Jun 15, 2008  •  Post A Comment

Following a strategic shift toward localism on its regional sports channels, Fox Cable Sports Networks executives are gearing up to expand national program development.
In addition, some executives at the company predict the long-running feud with Comcast over the Big Ten Network will end before the launch of college football season in August.
The company, which is set to debut the series “Baseball’s Golden Age” July 6 and is currently running “Amazing Sports Stories” on its outlets, has picked up season two of “Sport Science,” which is in production for a return to the airwaves next spring.
“We are going to be trying to pick up two to three new series per year,” said Bob Thompson, president of Fox Cable Sports Networks. “While we made a decision to give our [regional sports networks] a more local focus and added more events at the local level, we also needed to find quality programming that would work nationally in a variety of time periods. There were too many talking heads around the dial and plenty of sports news, so we decided to look at great storytelling, and you now see the result of that.”
The company is slotting the original programming on Sunday nights to build audiences and give outlets a chance to promote the night as “something really different from anything else on TV,” Mr. Thompson said.
With program development moving forward, executives are being actively courted for potential series, said David Leepson, VP of development and production.
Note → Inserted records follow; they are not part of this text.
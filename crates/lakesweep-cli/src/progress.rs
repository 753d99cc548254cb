use indicatif::{ProgressBar, ProgressStyle};
use lakesweep_core::ProgressReporter;
use std::sync::Mutex;

/// CLI progress reporter using indicatif.
///
/// - Scan phase: spinner (total file count is unknown upfront)
/// - Data generation: percent bar (the generator reports 0..=100)
pub struct CliReporter {
    bar: Mutex<Option<ProgressBar>>,
}

impl CliReporter {
    pub fn new() -> Self {
        Self {
            bar: Mutex::new(None),
        }
    }

    fn set_bar(&self, pb: ProgressBar) {
        let mut guard = self.bar.lock().unwrap();
        if let Some(old) = guard.take() {
            old.finish_and_clear();
        }
        *guard = Some(pb);
    }

    fn finish_bar(&self) {
        let mut guard = self.bar.lock().unwrap();
        if let Some(pb) = guard.take() {
            pb.finish_and_clear();
        }
    }
}

impl ProgressReporter for CliReporter {
    fn on_scan_start(&self) {
        let pb = ProgressBar::new_spinner();
        pb.set_style(
            ProgressStyle::with_template("{spinner:.cyan} {msg}")
                .unwrap()
                .tick_chars("⠋⠙⠹⠸⠼⠴⠦⠧⠇⠏"),
        );
        pb.set_message("Scanning recording tree...");
        pb.enable_steady_tick(std::time::Duration::from_millis(80));
        self.set_bar(pb);
    }

    fn on_scan_progress(&self, files_found: usize, _current_path: &str) {
        let guard = self.bar.lock().unwrap();
        if let Some(pb) = guard.as_ref() {
            pb.set_message(format!("Scanning... {} files found", files_found));
        }
    }

    fn on_scan_complete(&self, total_files: usize, duration_secs: f64) {
        self.finish_bar();
        eprintln!(
            "  \x1b[32m✓\x1b[0m Scan complete: {} files in {:.2}s",
            total_files, duration_secs
        );
    }

    fn on_generate_progress(&self, percent: u32, message: &str) {
        let mut guard = self.bar.lock().unwrap();
        let pb = guard.get_or_insert_with(|| {
            let pb = ProgressBar::new(100);
            pb.set_style(
                ProgressStyle::with_template(
                    "  {spinner:.cyan} Generating [{bar:30.cyan/dim}] {pos}% {msg}",
                )
                .unwrap()
                .progress_chars("━╸─")
                .tick_chars("⠋⠙⠹⠸⠼⠴⠦⠧⠇⠏"),
            );
            pb
        });
        pb.set_position(u64::from(percent));
        pb.set_message(message.to_string());
        if percent >= 100 {
            if let Some(pb) = guard.take() {
                pb.finish_and_clear();
            }
        }
    }
}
“The first step has been to let the Hollywood community know that we’re open for business,” Mr. Leepson said. “We now take more than 300 pitches per year, and as we sort through the ideas, we single out the ones that will rate on Nielsen, have production quality as well as a ‘wow’ factor. Series such as ‘Sport Science,’ ‘Baseball’s Golden Age’ and ‘Amazing Sports Stories’ all produce that factor for us.”
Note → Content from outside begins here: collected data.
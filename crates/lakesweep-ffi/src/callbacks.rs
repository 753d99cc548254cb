use crate::types::LwProgressCallback;
use lakesweep_core::ProgressReporter;
use std::ffi::CString;

/// Bridges the core progress trait to a C function pointer. Only the data
/// generator reports through the C ABI; the other hooks stay no-ops.
pub struct FfiProgressBridge {
    callback: LwProgressCallback,
}

// Safety: the C callback is a static function pointer callable from any thread.
unsafe impl Send for FfiProgressBridge {}
unsafe impl Sync for FfiProgressBridge {}

impl FfiProgressBridge {
    pub fn new(callback: LwProgressCallback) -> Self {
        Self { callback }
    }
}

impl ProgressReporter for FfiProgressBridge {
    fn on_generate_progress(&self, percent: u32, message: &str) {
        let c_msg = CString::new(message).unwrap_or_else(|_| CString::new("").unwrap());
        (self.callback)(percent as i32, c_msg.as_ptr());
    }
}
“Sport Science” came out of the gate last year as one of the cable channel’s most expensive productions ever with a 13-episode order. Produced by Fox Sports and Base Productions, the program uses the latest technology to capture and define the mechanics behind athletic prowess, examining everything from reaction times of top athletes to the biological impact of being hit by a linebacker or a hockey puck.
FSN now boasts 16 owned-and-operated regional networks; including its affiliated networks, the group reaches more than 80 million homes across the U.S.
In an effort to get more local games, FSN now serves as the TV home to nearly two-thirds of all Major League Baseball, National Hockey League and National Basketball Association teams based in the United States. The company produces close to 5,000 live local events each year, including more than 1,600 in high definition.
Mr. Thompson noted the company has increased its development budget to find shows that will fit in with the Sunday-night block, even though the company needs less programming due to the increased amount of local content.
In addition, Mr. Thompson confirmed the company’s battle with Comcast over carriage of the Big Ten Channel likely would be over in the near future.
“I am confident that the distribution issues will be resolved shortly,” he said.
Fox owns 49% of the Big Ten Network.